Cette politique procède d’une approche globale suivant trois directions principales : une politique foncière définie dans une première loi foncière (06 août 1953) qui élargit notamment les droits des pouvoirs publics en matière d’expropriation de sols destinés à la construction de logements économiques ; une politique financière visant à faire baisser le coût du logement par apport de capitaux nouveaux (généralisation du 1% logement) et par un soutien direct au secteur par des primes et des prêts du Crédit Foncier ; une politique industrielle et commerciale visant à rehausser la productivité du secteur du bâtiment à l’échelle des besoins (recherche de productivité à travers rationalisations, normalisations, modernisations, économies d’échelle, réorganisation des professions du secteur...) tout en gardant une certaine maîtrise du coût du logement.

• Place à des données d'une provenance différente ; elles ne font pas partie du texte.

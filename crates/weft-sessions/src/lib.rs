//! Sessions for weft actions
//!
//! A [`Session`] is a plain key-value map of JSON values with typed
//! accessors. It is loaded from a [`SessionStore`] before an action runs and
//! written back afterwards; actions only ever see the loaded map.

pub mod session;
pub mod store;

pub use session::{ERRORS_KEY, MESSAGES_KEY, Session};
pub use store::{InMemorySessionStore, SessionId, SessionStore};

use thiserror::Error;

/// Errors raised by session access
#[non_exhaustive]
#[derive(Debug, Error)]
pub enum SessionError {
	/// A stored value could not be converted to or from the requested type
	#[error("Session value at '{key}' could not be converted: {source}")]
	Conversion {
		key: String,
		#[source]
		source: serde_json::Error,
	},
	/// The backing store failed
	#[error("Session store error: {0}")]
	Store(String),
}

pub type Result<T> = std::result::Result<T, SessionError>;
//! Form flow for script-driven submissions
//!
//! Every request is treated as a submission and nothing is rendered for the
//! form itself. Binding and validation errors are answered in place as JSON:
//!
//! ```json
//! {"errors": [{"key": "email", "value": "Email is required"}]}
//! ```

use crate::action::{Action, default_action_name};
use crate::context::ActionContext;
use crate::lifecycle::{self, ActionForm, FormAction};
use crate::Result;
use weft_forms::{ErrorCollector, FormDeclaration};
use weft_http::StatusCode;

pub const UNAUTHORIZED_MESSAGE: &str = "You are unauthorized to make that request.";

pub trait AsyncFormHandler: Send + Sync {
	type Form: ActionForm;

	fn declaration(&self) -> &FormDeclaration<Self::Form>;

	/// Handle a submission that bound and validated cleanly
	fn handle_submission(
		&self,
		ctx: &mut ActionContext<'_>,
		form: &mut Self::Form,
		errors: &mut ErrorCollector,
	) -> Result<()>;

	fn meets_privilege_requirements(&self, _ctx: &ActionContext<'_>, _form: &Self::Form) -> Result<bool> {
		Ok(true)
	}
}

/// Runs an [`AsyncFormHandler`] as an [`Action`]
#[derive(Debug, Clone)]
pub struct AsyncFormAction<H> {
	handler: H,
}

impl<H: AsyncFormHandler> AsyncFormAction<H> {
	pub fn new(handler: H) -> Self {
		Self { handler }
	}

	pub fn handler(&self) -> &H {
		&self.handler
	}
}

impl<H: AsyncFormHandler> Action for AsyncFormAction<H> {
	fn name(&self) -> String {
		default_action_name(std::any::type_name::<H>())
	}

	fn execute(&self, ctx: &mut ActionContext<'_>) {
		lifecycle::run(self, ctx);
	}
}

impl<H: AsyncFormHandler> FormAction for AsyncFormAction<H> {
	type Form = H::Form;

	fn declaration(&self) -> &FormDeclaration<H::Form> {
		self.handler.declaration()
	}

	fn meets_privilege_requirements(&self, ctx: &ActionContext<'_>, form: &H::Form) -> Result<bool> {
		self.handler.meets_privilege_requirements(ctx, form)
	}

	fn handle_unauthorized(&self, ctx: &mut ActionContext<'_>) -> Result<()> {
		ctx.response_mut()
			.write(StatusCode::FORBIDDEN, "text/plain; charset=utf-8", UNAUTHORIZED_MESSAGE);
		Ok(())
	}

	fn is_form_submission(&self, _ctx: &ActionContext<'_>, _form: &H::Form) -> bool {
		true
	}

	fn handle_binding_and_validation_errors(&self, _ctx: &ActionContext<'_>, _form: &H::Form) -> bool {
		true
	}

	fn on_binding_and_validation_errors(
		&self,
		ctx: &mut ActionContext<'_>,
		_form: &mut H::Form,
		errors: &ErrorCollector,
	) -> Result<()> {
		let body = serde_json::json!({ "errors": errors.to_json() });
		ctx.response_mut()
			.write(StatusCode::OK, "application/json", body.to_string());
		Ok(())
	}

	fn handle_form_submission(
		&self,
		ctx: &mut ActionContext<'_>,
		form: &mut H::Form,
		errors: &mut ErrorCollector,
	) -> Result<()> {
		self.handler.handle_submission(ctx, form, errors)
	}

	fn show_form(&self, _ctx: &mut ActionContext<'_>, _form: &mut H::Form, _errors: &mut ErrorCollector) -> Result<()> {
		Ok(())
	}
}
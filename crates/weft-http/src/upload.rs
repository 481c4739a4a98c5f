//! Multipart parts held in memory
//!
//! The container that parses multipart bodies hands each part over as a
//! [`FilePart`]; ordinary form fields carry their text as bytes and are
//! flagged with `form_field`.

use bytes::Bytes;

/// A single multipart part kept entirely in memory
///
/// # Examples
///
/// ```
/// use weft_http::FilePart;
///
/// let avatar = FilePart::file("avatar", "me.png", "image/png", vec![0x89, 0x50]);
/// assert!(!avatar.is_form_field());
/// assert_eq!(avatar.size(), 2);
///
/// let name = FilePart::field("name", "Ada");
/// assert!(name.is_form_field());
/// assert_eq!(name.string(), "Ada");
/// ```
#[derive(Debug, Clone, PartialEq, Eq)]
pub struct FilePart {
	field_name: String,
	file_name: Option<String>,
	content_type: Option<String>,
	form_field: bool,
	content: Bytes,
}

impl FilePart {
	/// Create a plain form field part
	pub fn field(field_name: impl Into<String>, value: impl Into<String>) -> Self {
		Self {
			field_name: field_name.into(),
			file_name: None,
			content_type: None,
			form_field: true,
			content: Bytes::from(value.into()),
		}
	}

	/// Create an uploaded file part
	pub fn file(
		field_name: impl Into<String>,
		file_name: impl Into<String>,
		content_type: impl Into<String>,
		content: impl Into<Bytes>,
	) -> Self {
		Self {
			field_name: field_name.into(),
			file_name: Some(file_name.into()),
			content_type: Some(content_type.into()),
			form_field: false,
			content: content.into(),
		}
	}

	pub fn field_name(&self) -> &str {
		&self.field_name
	}

	pub fn file_name(&self) -> Option<&str> {
		self.file_name.as_deref()
	}

	pub fn content_type(&self) -> Option<&str> {
		self.content_type.as_deref()
	}

	pub fn is_form_field(&self) -> bool {
		self.form_field
	}

	pub fn is_in_memory(&self) -> bool {
		true
	}

	pub fn size(&self) -> usize {
		self.content.len()
	}

	pub fn bytes(&self) -> &Bytes {
		&self.content
	}

	/// Content decoded as UTF-8, replacing invalid sequences
	pub fn string(&self) -> String {
		String::from_utf8_lossy(&self.content).into_owned()
	}
}

#[cfg(test)]
mod tests {
	use super::*;

	#[test]
	fn test_file_part_keeps_metadata() {
		let part = FilePart::file("doc", "report.pdf", "application/pdf", b"%PDF".to_vec());

		assert_eq!(part.field_name(), "doc");
		assert_eq!(part.file_name(), Some("report.pdf"));
		assert_eq!(part.content_type(), Some("application/pdf"));
		assert_eq!(part.bytes().as_ref(), b"%PDF");
		assert!(part.is_in_memory());
	}

	#[test]
	fn test_invalid_utf8_is_replaced() {
		let part = FilePart::file("blob", "x.bin", "application/octet-stream", vec![0xff, b'a']);
		assert_eq!(part.string(), "\u{fffd}a");
	}
}
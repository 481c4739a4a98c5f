//! HTTP plumbing for weft actions
//!
//! This crate provides the narrow request/response surface the binding and
//! action-lifecycle engine consumes:
//!
//! - [`Request`]: method, URI, headers, the raw parameter multimap and any
//!   multipart parts
//! - [`ParameterMap`]: key-sorted multimap of textual request parameters
//! - [`FilePart`]: in-memory multipart part (field name, content type,
//!   form-field flag, bytes)
//! - [`Response`]: status, headers and body, with a committed flag that guards
//!   against writing twice
//! - [`QueryBuilder`] / [`UrlBuilder`]: redirect URLs with sorted, encoded
//!   query parameters

pub mod params;
pub mod query;
pub mod request;
pub mod response;
pub mod upload;

pub use params::ParameterMap;
pub use query::{QueryBuilder, UrlBuilder};
pub use request::{Request, RequestBuilder};
pub use response::Response;
pub use upload::FilePart;

pub use http::{HeaderMap, Method, StatusCode, Uri};

use thiserror::Error;

/// Errors raised while assembling requests or responses
#[non_exhaustive]
#[derive(Debug, Error)]
pub enum HttpError {
	#[error("Invalid URI: {0}")]
	InvalidUri(String),
	#[error("Invalid header: {0}")]
	InvalidHeader(String),
	#[error("Invalid request body: {0}")]
	InvalidBody(String),
	#[error("Serialization error: {0}")]
	Serialization(String),
}

/// Result alias used throughout this crate
pub type Result<T> = std::result::Result<T, HttpError>;
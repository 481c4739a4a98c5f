//! Typed storage behind a manifest entry
//!
//! A [`FieldSlot`] is the Rust field a property path ends at. Plain values are
//! reset to their zero value on null, optional values become `None`, and
//! vectors accept lists, single values, and element assignment by index.

use crate::path::Selector;
use crate::value::{Coercion, ConversionError, FieldType, FieldValue, ScalarValue, ValueKind};
use bytes::Bytes;
use chrono::NaiveDate;
use rust_decimal::Decimal;

/// A field that accepts [`FieldValue`] assignments
pub trait FieldSlot {
	fn field_type() -> FieldType
	where
		Self: Sized;

	fn assign(&mut self, value: FieldValue, coercion: Coercion) -> Result<(), ConversionError>;

	/// Assign one element selected by `[index]` or `(key)`
	fn assign_at(
		&mut self,
		selector: &Selector,
		_value: FieldValue,
		_coercion: Coercion,
	) -> Result<(), ConversionError> {
		Err(ConversionError::NotIndexed(format!("{selector:?}")))
	}

	fn value(&self) -> FieldValue;
}

fn first_of(value: FieldValue) -> FieldValue {
	match value {
		FieldValue::List(items) => items.into_iter().next().unwrap_or(FieldValue::Null),
		other => other,
	}
}

fn grow_and_set<T, F>(items: &mut Vec<T>, index: usize, value: T, filler: F)
where
	F: Fn() -> T,
{
	while items.len() <= index {
		items.push(filler());
	}
	items[index] = value;
}

macro_rules! scalar_slots {
	($($t:ty),* $(,)?) => {$(
		impl FieldSlot for $t {
			fn field_type() -> FieldType {
				FieldType::scalar(<$t as ScalarValue>::KIND)
			}

			fn assign(&mut self, value: FieldValue, coercion: Coercion) -> Result<(), ConversionError> {
				*self = match first_of(value) {
					FieldValue::Null => <$t as ScalarValue>::zero(),
					other => <$t as ScalarValue>::from_value(other, coercion)?,
				};
				Ok(())
			}

			fn value(&self) -> FieldValue {
				self.to_value()
			}
		}

		impl FieldSlot for Option<$t> {
			fn field_type() -> FieldType {
				FieldType::optional(<$t as ScalarValue>::KIND)
			}

			fn assign(&mut self, value: FieldValue, coercion: Coercion) -> Result<(), ConversionError> {
				*self = match first_of(value) {
					FieldValue::Null => None,
					other => Some(<$t as ScalarValue>::from_value(other, coercion)?),
				};
				Ok(())
			}

			fn value(&self) -> FieldValue {
				self.as_ref().map(ScalarValue::to_value).unwrap_or(FieldValue::Null)
			}
		}

		impl FieldSlot for Vec<$t> {
			fn field_type() -> FieldType {
				FieldType::array(<$t as ScalarValue>::KIND)
			}

			fn assign(&mut self, value: FieldValue, coercion: Coercion) -> Result<(), ConversionError> {
				let mut items = Vec::new();
				value.flatten_into(&mut items);
				*self = items
					.into_iter()
					.filter(|item| !item.is_null())
					.map(|item| <$t as ScalarValue>::from_value(item, coercion))
					.collect::<Result<Vec<_>, _>>()?;
				Ok(())
			}

			fn assign_at(
				&mut self,
				selector: &Selector,
				value: FieldValue,
				coercion: Coercion,
			) -> Result<(), ConversionError> {
				let Selector::Index(index) = selector else {
					return Err(ConversionError::NotIndexed(format!("{selector:?}")));
				};
				let element = match first_of(value) {
					FieldValue::Null => <$t as ScalarValue>::zero(),
					other => <$t as ScalarValue>::from_value(other, coercion)?,
				};
				grow_and_set(self, *index, element, <$t as ScalarValue>::zero);
				Ok(())
			}

			fn value(&self) -> FieldValue {
				FieldValue::List(self.iter().map(ScalarValue::to_value).collect())
			}
		}
	)*};
}

scalar_slots!(
	String, bool, i16, i32, i64, u16, u32, u64, usize, f32, f64, Decimal, NaiveDate, Bytes,
);

/// An enum bound by variant name
///
/// # Examples
///
/// ```
/// use weft_forms::FormEnum;
///
/// #[derive(Debug, Clone, Copy, PartialEq, Default)]
/// enum Color {
///     #[default]
///     Red,
///     Blue,
/// }
///
/// impl FormEnum for Color {
///     fn variants() -> &'static [Self] {
///         &[Color::Red, Color::Blue]
///     }
///
///     fn name(&self) -> &'static str {
///         match self {
///             Color::Red => "RED",
///             Color::Blue => "BLUE",
///         }
///     }
/// }
///
/// assert_eq!(Color::from_name("BLUE"), Some(Color::Blue));
/// assert_eq!(Color::from_name("blue"), None);
/// ```
pub trait FormEnum: Sized + Clone + 'static {
	fn variants() -> &'static [Self];

	fn name(&self) -> &'static str;

	/// Exact, case-sensitive lookup by name
	fn from_name(name: &str) -> Option<Self> {
		Self::variants().iter().find(|v| v.name() == name).cloned()
	}
}

pub(crate) fn parse_enum<E: FormEnum>(value: FieldValue) -> Result<E, ConversionError> {
	match first_of(value) {
		FieldValue::Text(name) => {
			E::from_name(name.trim()).ok_or_else(|| ConversionError::UnknownVariant {
				type_name: std::any::type_name::<E>(),
				name,
			})
		}
		other => Err(ConversionError::TypeMismatch {
			expected: "enum",
			found: match other {
				FieldValue::Null => "null",
				_ => "non-text",
			},
		}),
	}
}

pub(crate) fn enum_value<E: FormEnum>(value: &E) -> FieldValue {
	FieldValue::Text(value.name().to_string())
}

pub(crate) const ENUM_TYPE: FieldType = FieldType::scalar(ValueKind::Enum);
pub(crate) const OPTIONAL_ENUM_TYPE: FieldType = FieldType::optional(ValueKind::Enum);
pub(crate) const ENUM_ARRAY_TYPE: FieldType = FieldType::array(ValueKind::Enum);
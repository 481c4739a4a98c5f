//! Action lifecycle for weft
//!
//! Actions answer requests routed to them by a [`Dispatcher`]. Form-backed
//! actions run through one shared lifecycle driver, [`run`], which binds the
//! request into a typed command object, checks privileges, validates and
//! hands off to success or error handling. The flows built on it are:
//!
//! - [`SimpleFormAction`]: one form page with an optional duplicate-submission token
//! - [`WizardAction`]: a linear run of pages over a session-scoped form
//! - [`AsyncFormAction`]: submissions answered with JSON errors
//! - [`MethodAction`]: plain dispatch on the HTTP method
//!
//! Views are rendered through the [`ViewRenderer`] seam; sessions are loaded
//! from and saved to an injected [`weft_sessions::SessionStore`].

pub mod action;
pub mod async_action;
pub mod context;
pub mod dispatch;
pub mod error;
pub mod lifecycle;
pub mod method;
pub mod render;
pub mod settings;
pub mod simple;
pub mod token;
pub mod wizard;

pub use action::{Action, default_action_name};
pub use async_action::{AsyncFormAction, AsyncFormHandler};
pub use context::{ActionContext, Dispatch, REDIRECT_PREFIX};
pub use dispatch::{Dispatcher, DispatcherBuilder, Handler, PathPattern};
pub use error::{ActionError, Result};
pub use lifecycle::{ActionForm, FormAction, run};
pub use method::{MethodAction, MethodHandler};
pub use render::{Attributes, JsonViewRenderer, RenderedView, ViewRenderer};
pub use settings::Settings;
pub use simple::{SimpleFormAction, SimpleFormHandler, show_view};
pub use wizard::{Choice, PageFlow, Transition, WizardAction, WizardForm, transition};
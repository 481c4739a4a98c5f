//! Form binding for weft
//!
//! This crate maps flat, string-keyed request parameters onto typed command
//! objects:
//! - Property paths with nesting (`a.b`), indexes (`a[2]`) and keys (`a(k)`)
//! - Explicit field manifests in place of runtime reflection
//! - Property editors for dates, currency, percentages and delimited strings
//! - An ordered error collector with nested validation scopes
//! - Form declarations, binder rules and the binder itself

pub mod binder;
pub mod declaration;
pub mod editors;
pub mod errors;
pub mod manifest;
pub mod path;
pub mod resolver;
pub mod slot;
pub mod value;

pub use binder::{BindError, FormBinder, bind};
pub use declaration::{BinderRule, DeclarationError, FormDeclaration, Validator};
pub use editors::{EditorError, PropertyEditor};
pub use errors::ErrorCollector;
pub use manifest::{Bindable, ChildMap, FieldDescriptor, FormObject, Manifest, ManifestBuilder};
pub use path::{PathError, PropertyPath, Segment, Selector, canonical_field_path};
pub use resolver::{Resolved, find_field, hidden_parameters, read_value, resolve};
pub use slot::{FieldSlot, FormEnum};
pub use value::{Coercion, ConversionError, FieldType, FieldValue, ScalarValue, ValueKind};
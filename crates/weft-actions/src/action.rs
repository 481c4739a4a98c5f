//! The action trait

use crate::context::ActionContext;

/// Handles the requests routed to it
///
/// Actions are shared between requests; per-request state lives in the
/// [`ActionContext`]. `execute` never fails: errors are answered inside the
/// action, usually with a server error response.
pub trait Action: Send + Sync {
	fn name(&self) -> String {
		default_action_name(std::any::type_name::<Self>())
	}

	fn execute(&self, ctx: &mut ActionContext<'_>);
}

impl<A: Action + ?Sized> Action for std::sync::Arc<A> {
	fn name(&self) -> String {
		(**self).name()
	}

	fn execute(&self, ctx: &mut ActionContext<'_>) {
		(**self).execute(ctx)
	}
}

/// Name derived from a type path
///
/// The simple type name with a trailing `Action` removed and the first
/// letter lower-cased. Generic arguments are ignored.
///
/// # Examples
///
/// ```
/// use weft_actions::default_action_name;
///
/// assert_eq!(default_action_name("shop::checkout::CheckoutAction"), "checkout");
/// assert_eq!(default_action_name("shop::SignupWizard<shop::Signup>"), "signupWizard");
/// ```
pub fn default_action_name(type_name: &str) -> String {
	let path = type_name.split('<').next().unwrap_or(type_name);
	let simple = path.rsplit("::").next().unwrap_or(path);
	let simple = simple.strip_suffix("Action").unwrap_or(simple);

	let mut chars = simple.chars();
	match chars.next() {
		Some(first) => first.to_lowercase().chain(chars).collect(),
		None => String::new(),
	}
}
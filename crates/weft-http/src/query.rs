//! Query strings and redirect URLs
//!
//! Parameters are always emitted alphabetically by name, and each name's
//! values in sorted order, so URLs built from the same data compare equal.

use crate::params::ParameterMap;
use std::collections::{BTreeMap, BTreeSet};
use std::fmt;
use url::form_urlencoded::byte_serialize;

/// Sorted, URL-encoded query string
///
/// # Examples
///
/// ```
/// use weft_http::QueryBuilder;
///
/// let mut query = QueryBuilder::new();
/// query.add("sid", "15");
/// query.add("ru", "a b");
/// assert_eq!(query.to_string(), "ru=a+b&sid=15");
/// ```
#[derive(Debug, Clone, Default, PartialEq, Eq)]
pub struct QueryBuilder {
	// `None` marks a valueless attribute such as `?debug`
	parameters: BTreeMap<String, Option<BTreeSet<String>>>,
}

impl QueryBuilder {
	pub fn new() -> Self {
		Self::default()
	}

	/// Seed from every value of a request parameter map
	pub fn from_parameters(params: &ParameterMap) -> Self {
		let mut builder = Self::new();
		for (key, values) in params.iter() {
			for value in values {
				builder.add(key, value.clone());
			}
		}
		builder
	}

	/// Replace every value of `attribute` with `value`
	pub fn set(&mut self, attribute: impl Into<String>, value: impl Into<String>) -> &mut Self {
		let mut values = BTreeSet::new();
		values.insert(value.into());
		self.parameters.insert(attribute.into(), Some(values));
		self
	}

	/// Mark `attribute` as present without a value
	pub fn set_flag(&mut self, attribute: impl Into<String>) -> &mut Self {
		self.parameters.insert(attribute.into(), None);
		self
	}

	/// Add one more value to `attribute`
	pub fn add(&mut self, attribute: impl Into<String>, value: impl Into<String>) -> &mut Self {
		self.parameters
			.entry(attribute.into())
			.or_insert(None)
			.get_or_insert_with(BTreeSet::new)
			.insert(value.into());
		self
	}

	pub fn replace(&mut self, attribute: impl Into<String>, value: impl Into<String>) -> &mut Self {
		self.set(attribute, value)
	}

	pub fn remove(&mut self, attribute: &str) -> &mut Self {
		self.parameters.remove(attribute);
		self
	}

	/// The single value of `attribute`; `None` when absent or multi-valued
	pub fn get(&self, attribute: &str) -> Option<&str> {
		match self.parameters.get(attribute) {
			Some(Some(values)) if values.len() == 1 => values.first().map(String::as_str),
			_ => None,
		}
	}

	pub fn is_empty(&self) -> bool {
		self.parameters.is_empty()
	}

	/// Render with a custom delimiter between attributes
	pub fn to_string_with(&self, delimiter: &str) -> String {
		let mut pairs = Vec::new();
		for (key, values) in &self.parameters {
			match values {
				None => pairs.push(key.clone()),
				Some(values) => {
					for value in values {
						let encoded: String = byte_serialize(value.as_bytes()).collect();
						pairs.push(format!("{key}={encoded}"));
					}
				}
			}
		}
		pairs.join(delimiter)
	}

	/// Render for embedding in HTML attributes
	pub fn to_href(&self) -> String {
		self.to_string_with("&amp;")
	}
}

impl fmt::Display for QueryBuilder {
	fn fmt(&self, f: &mut fmt::Formatter<'_>) -> fmt::Result {
		f.write_str(&self.to_string_with("&"))
	}
}

/// A base path plus a [`QueryBuilder`]
///
/// # Examples
///
/// ```
/// use weft_http::UrlBuilder;
///
/// let mut url = UrlBuilder::new("foo.html");
/// assert_eq!(url.to_string(), "foo.html");
///
/// url.add("color", "blue");
/// url.add("color", "red");
/// assert_eq!(url.to_string(), "foo.html?color=blue&color=red");
/// assert_eq!(url.to_href(), "foo.html?color=blue&amp;color=red");
/// ```
#[derive(Debug, Clone, PartialEq, Eq)]
pub struct UrlBuilder {
	base: String,
	query: QueryBuilder,
}

impl UrlBuilder {
	pub fn new(base: impl Into<String>) -> Self {
		Self {
			base: base.into(),
			query: QueryBuilder::new(),
		}
	}

	/// Rebuild a request's URL from its path and every parameter it carried
	pub fn from_request(request: &crate::Request) -> Self {
		Self {
			base: request.path().to_string(),
			query: QueryBuilder::from_parameters(request.parameters()),
		}
	}

	pub fn base(&self) -> &str {
		&self.base
	}

	pub fn query(&self) -> &QueryBuilder {
		&self.query
	}

	pub fn query_mut(&mut self) -> &mut QueryBuilder {
		&mut self.query
	}

	pub fn add(&mut self, attribute: impl Into<String>, value: impl Into<String>) -> &mut Self {
		self.query.add(attribute, value);
		self
	}

	pub fn set(&mut self, attribute: impl Into<String>, value: impl Into<String>) -> &mut Self {
		self.query.set(attribute, value);
		self
	}

	pub fn set_flag(&mut self, attribute: impl Into<String>) -> &mut Self {
		self.query.set_flag(attribute);
		self
	}

	pub fn remove(&mut self, attribute: &str) -> &mut Self {
		self.query.remove(attribute);
		self
	}

	pub fn get(&self, attribute: &str) -> Option<&str> {
		self.query.get(attribute)
	}

	fn render(&self, delimiter: &str) -> String {
		if self.query.is_empty() {
			return self.base.clone();
		}
		let joiner = if self.base.contains('?') { delimiter } else { "?" };
		format!("{}{}{}", self.base, joiner, self.query.to_string_with(delimiter))
	}

	pub fn to_href(&self) -> String {
		self.render("&amp;")
	}

	pub fn to_anchor_link(&self, text: &str) -> String {
		self.to_anchor_link_with_target(text, "_self")
	}

	pub fn to_anchor_link_with_target(&self, text: &str, target: &str) -> String {
		format!("<a href=\"{}\" target=\"{}\">{}</a>", self.to_href(), target, text)
	}
}

impl fmt::Display for UrlBuilder {
	fn fmt(&self, f: &mut fmt::Formatter<'_>) -> fmt::Result {
		f.write_str(&self.render("&"))
	}
}
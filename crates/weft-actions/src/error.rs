//! Errors raised while running an action

use thiserror::Error;
use weft_forms::PathError;
use weft_http::HttpError;
use weft_sessions::SessionError;

/// Failures that escape an action's hooks
///
/// Anything that reaches the lifecycle driver is logged and turned into a
/// server error response; nothing here is shown to the user verbatim.
#[non_exhaustive]
#[derive(Debug, Error)]
pub enum ActionError {
	#[error(transparent)]
	Session(#[from] SessionError),
	#[error(transparent)]
	Http(#[from] HttpError),
	#[error(transparent)]
	Path(#[from] PathError),
	/// A request attribute could not be converted to JSON
	#[error("Attribute '{name}' could not be serialized: {source}")]
	Attribute {
		name: String,
		#[source]
		source: serde_json::Error,
	},
	#[error("Failed to render view '{view}': {reason}")]
	Render { view: String, reason: String },
	#[error("Attempt to forward to {0} is illegal because it is an action. Use redirect instead.")]
	IllegalForward(String),
	#[error("{action} failed to redirect to view [{view}]")]
	UnresolvableView { action: String, view: String },
	#[error("Invalid settings: {0}")]
	Settings(String),
	#[error(transparent)]
	Other(#[from] anyhow::Error),
}

/// Result alias used throughout this crate
pub type Result<T> = std::result::Result<T, ActionError>;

Cette intervention des pouvoirs publics a permis d’accélérer la reprise de la construction notamment à travers l’institution du ’logéco’ dont le succès (1 million de logécos construits entre 1953 et 1963, année de la suppression de ce dispositif) a constitué une composante essentielle du décollage de la production immobilière.

Les mesures de relance qui vont porter la croissance immobilière pendant les ’20 glorieuses de la construction’ gravitent autour des grands textes marquant les principales étapes de la politique du logement entre 1955 et 1975.

Tout d’abord et dans la lignée du Plan Courant, une loi du 07 août 1957 dite ’loi cadre de la construction’ va tenter pour la deuxième fois de définir une politique globale du logement. Des dispositions générales tendant, dans le cadre d’un plan quinquennal (1957-1961), à faciliter la construction annuelle de 300 000 logements avec les équipements collectifs nécessaires y sont accompagnées de dispositions particulières quant au logement HLM, notamment en vue d’améliorer les conditions d’activité des organismes.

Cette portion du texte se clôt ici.